### [Exercise brief]
Where in the entries below does "values" appear? Copy every line that has it.

### [Source records]
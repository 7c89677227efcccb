use crate::classifier::ClassifiedLedger;
use crate::month::Month;
use crate::schema::{CustomerKey, LogoMeasure, RevenueMeasure};
use log::debug;
use serde::{Deserialize, Serialize};
use std::collections::{BTreeMap, BTreeSet};

#[derive(Debug, Clone, PartialEq, Serialize, Deserialize)]
#[serde(rename_all = "camelCase")]
pub struct LogoRow {
    pub measure: LogoMeasure,
    pub values: BTreeMap<Month, i64>,
}

/// Month-over-month bridge of distinct customer counts. Churned logos are
/// stored as negative counts.
#[derive(Debug, Clone, PartialEq, Default, Serialize, Deserialize)]
#[serde(rename_all = "camelCase")]
pub struct LogoWaterfall {
    pub months: Vec<Month>,
    pub rows: Vec<LogoRow>,
}

impl LogoWaterfall {
    pub fn count(&self, measure: LogoMeasure, month: Month) -> i64 {
        self.rows
            .iter()
            .find(|r| r.measure == measure)
            .and_then(|r| r.values.get(&month))
            .copied()
            .unwrap_or(0)
    }

    /// Sum of `measure` over the `window` months ending at `month`.
    pub fn trailing_total(&self, measure: LogoMeasure, month: Month, window: u32) -> i64 {
        month
            .trailing(window)
            .into_iter()
            .map(|m| self.count(measure, m))
            .sum()
    }
}

fn logo_measure_for(measure: RevenueMeasure) -> Option<LogoMeasure> {
    match measure {
        RevenueMeasure::MonthlyRevenue => Some(LogoMeasure::MonthlyRevenueLogo),
        RevenueMeasure::NewBusiness => Some(LogoMeasure::NewBusinessLogo),
        RevenueMeasure::Churn => Some(LogoMeasure::ChurnLogo),
        _ => None,
    }
}

pub fn build_logo_waterfall(ledger: &ClassifiedLedger) -> LogoWaterfall {
    let mut customers: BTreeMap<LogoMeasure, BTreeMap<Month, BTreeSet<&CustomerKey>>> =
        BTreeMap::new();

    for row in &ledger.rows {
        let Some(logo_measure) = logo_measure_for(row.measure) else {
            continue;
        };
        let by_month = customers.entry(logo_measure).or_default();
        for (month, value) in &row.values {
            if !value.is_zero() {
                by_month.entry(*month).or_default().insert(&row.customer);
            }
        }
    }

    let count = |measure: LogoMeasure, month: Month| -> i64 {
        customers
            .get(&measure)
            .and_then(|by_month| by_month.get(&month))
            .map(|set| set.len() as i64)
            .unwrap_or(0)
    };

    let rows = LogoMeasure::ALL
        .iter()
        .map(|measure| {
            let values: BTreeMap<Month, i64> = ledger
                .months
                .iter()
                .map(|m| {
                    let value = match measure {
                        LogoMeasure::LastMonthRevenueLogo => {
                            count(LogoMeasure::MonthlyRevenueLogo, m.pred())
                        }
                        LogoMeasure::ChurnLogo => -count(LogoMeasure::ChurnLogo, *m),
                        other => count(*other, *m),
                    };
                    (*m, value)
                })
                .collect();
            LogoRow {
                measure: *measure,
                values,
            }
        })
        .collect();

    debug!("Built logo waterfall over {} months", ledger.months.len());

    LogoWaterfall {
        months: ledger.months.clone(),
        rows,
    }
}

### [Solution below]
    pub values: BTreeMap<Month, i64>,
            .and_then(|r| r.values.get(&month))
        for (month, value) in &row.values {
            let values: BTreeMap<Month, i64> = ledger
                values,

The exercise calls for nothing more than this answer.